:: DATASET ENTRIES ::
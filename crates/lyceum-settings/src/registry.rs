//! Deployment extension points.
//!
//! A [`SettingsRegistry`] holds the callbacks a deployment wires in before
//! resolving its settings: attribute resolvers the document may reference
//! by identifier, and [`SettingsExtension`] hooks that run after the
//! built-in passes. The registry is populated in code at startup; the
//! configuration document can only select from what was registered, never
//! name arbitrary code.

use std::collections::{BTreeMap, HashMap};

use tracing::debug;

use crate::document::Document;
use crate::error::{SettingsError, SettingsResult};
use crate::schema::Settings;

/// User profile assembled from the attributes of a single-sign-on ticket.
#[derive(Debug, Clone, PartialEq, Eq)]
pub struct SsoProfile {
    pub username: String,
    pub email: String,
    pub full_name: Option<String>,
}

/// Maps raw attribute pairs from an SSO handshake to a user profile.
///
/// Resolvers are plain function pointers so the resolved [`Settings`] stay
/// comparable and cloneable.
pub type AttributeResolver = fn(&BTreeMap<String, String>) -> SsoProfile;

/// A hook that adjusts resolved settings on behalf of a deployment add-on.
///
/// Extensions run in registration order, after every built-in pass except
/// final derivation and validation, so anything they write is still subject
/// to both.
pub trait SettingsExtension {
    /// Stable name used in logs and error reports.
    fn name(&self) -> &str;

    /// Adjusts `settings`, reading anything it needs from the document.
    fn apply(&self, settings: &mut Settings, document: &Document) -> SettingsResult<()>;
}

/// Registered extensions and attribute resolvers.
#[derive(Default)]
pub struct SettingsRegistry {
    extensions: Vec<Box<dyn SettingsExtension>>,
    attribute_resolvers: HashMap<String, AttributeResolver>,
}

impl SettingsRegistry {
    pub fn new() -> Self {
        Self::default()
    }

    /// Registers an extension hook. Hooks run in registration order.
    pub fn register<E: SettingsExtension + 'static>(&mut self, extension: E) -> &mut Self {
        self.extensions.push(Box::new(extension));
        self
    }

    /// Registers an attribute resolver under the identifier documents use
    /// to select it.
    pub fn register_attribute_resolver(
        &mut self,
        id: impl Into<String>,
        resolver: AttributeResolver,
    ) -> &mut Self {
        self.attribute_resolvers.insert(id.into(), resolver);
        self
    }

    /// Looks up a resolver by the identifier a document referenced.
    pub fn attribute_resolver(&self, id: &str) -> Option<AttributeResolver> {
        self.attribute_resolvers.get(id).copied()
    }

    /// Names of the registered extensions, in the order they will run.
    pub fn extension_names(&self) -> impl Iterator<Item = &str> {
        self.extensions.iter().map(|extension| extension.name())
    }

    pub(crate) fn run_extensions(
        &self,
        settings: &mut Settings,
        document: &Document,
    ) -> SettingsResult<()> {
        for extension in &self.extensions {
            debug!(extension = extension.name(), "applying settings extension");
            extension
                .apply(settings, document)
                .map_err(|source| SettingsError::extension(extension.name(), source))?;
        }
        Ok(())
    }
}

// ====== Tests ======

#[cfg(test)]
mod tests {
    use super::*;

    struct BannerExtension;

    impl SettingsExtension for BannerExtension {
        fn name(&self) -> &str {
            "banner"
        }

        fn apply(&self, settings: &mut Settings, _document: &Document) -> SettingsResult<()> {
            settings.features.set("BANNER", true);
            Ok(())
        }
    }

    struct FailingExtension;

    impl SettingsExtension for FailingExtension {
        fn name(&self) -> &str {
            "failing"
        }

        fn apply(&self, _settings: &mut Settings, _document: &Document) -> SettingsResult<()> {
            Err(SettingsError::validation("refused"))
        }
    }

    fn resolve_plain(attributes: &BTreeMap<String, String>) -> SsoProfile {
        SsoProfile {
            username: attributes.get("uid").cloned().unwrap_or_default(),
            email: attributes.get("mail").cloned().unwrap_or_default(),
            full_name: attributes.get("cn").cloned(),
        }
    }

    #[test]
    fn test_extensions_run_in_registration_order() {
        let mut registry = SettingsRegistry::new();
        registry.register(BannerExtension);
        let mut settings = Settings::default();
        let document = Document::default();

        registry.run_extensions(&mut settings, &document).unwrap();
        assert!(settings.features.enabled("BANNER"));
        assert_eq!(registry.extension_names().collect::<Vec<_>>(), ["banner"]);
    }

    #[test]
    fn test_extension_failure_is_attributed() {
        let mut registry = SettingsRegistry::new();
        registry.register(FailingExtension);
        let mut settings = Settings::default();
        let document = Document::default();

        let err = registry
            .run_extensions(&mut settings, &document)
            .unwrap_err();
        match err {
            SettingsError::ExtensionError { name, .. } => assert_eq!(name, "failing"),
            other => panic!("unexpected error: {other}"),
        }
    }

    #[test]
    fn test_attribute_resolver_lookup() {
        let mut registry = SettingsRegistry::new();
        registry.register_attribute_resolver("plain", resolve_plain);

        let resolver = registry.attribute_resolver("plain").unwrap();
        let mut attributes = BTreeMap::new();
        attributes.insert("uid".to_string(), "learner".to_string());
        attributes.insert("mail".to_string(), "learner@example.com".to_string());

        let profile = resolver(&attributes);
        assert_eq!(profile.username, "learner");
        assert_eq!(profile.email, "learner@example.com");
        assert_eq!(profile.full_name, None);
        assert!(registry.attribute_resolver("other").is_none());
    }
}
:::
» **WHAT THE EXERCISE ASKS**
Your answer must be the lines above from the one containing "pub fn new()" to the one containing "to select it.", both included, restated word for word.

» **RESPONSE TO THE EXERCISE**
    pub fn new() -> Self {
        Self::default()
    }

    /// Registers an extension hook. Hooks run in registration order.
    pub fn register<E: SettingsExtension + 'static>(&mut self, extension: E) -> &mut Self {
        self.extensions.push(Box::new(extension));
        self
    }

    /// Registers an attribute resolver under the identifier documents use
    /// to select it.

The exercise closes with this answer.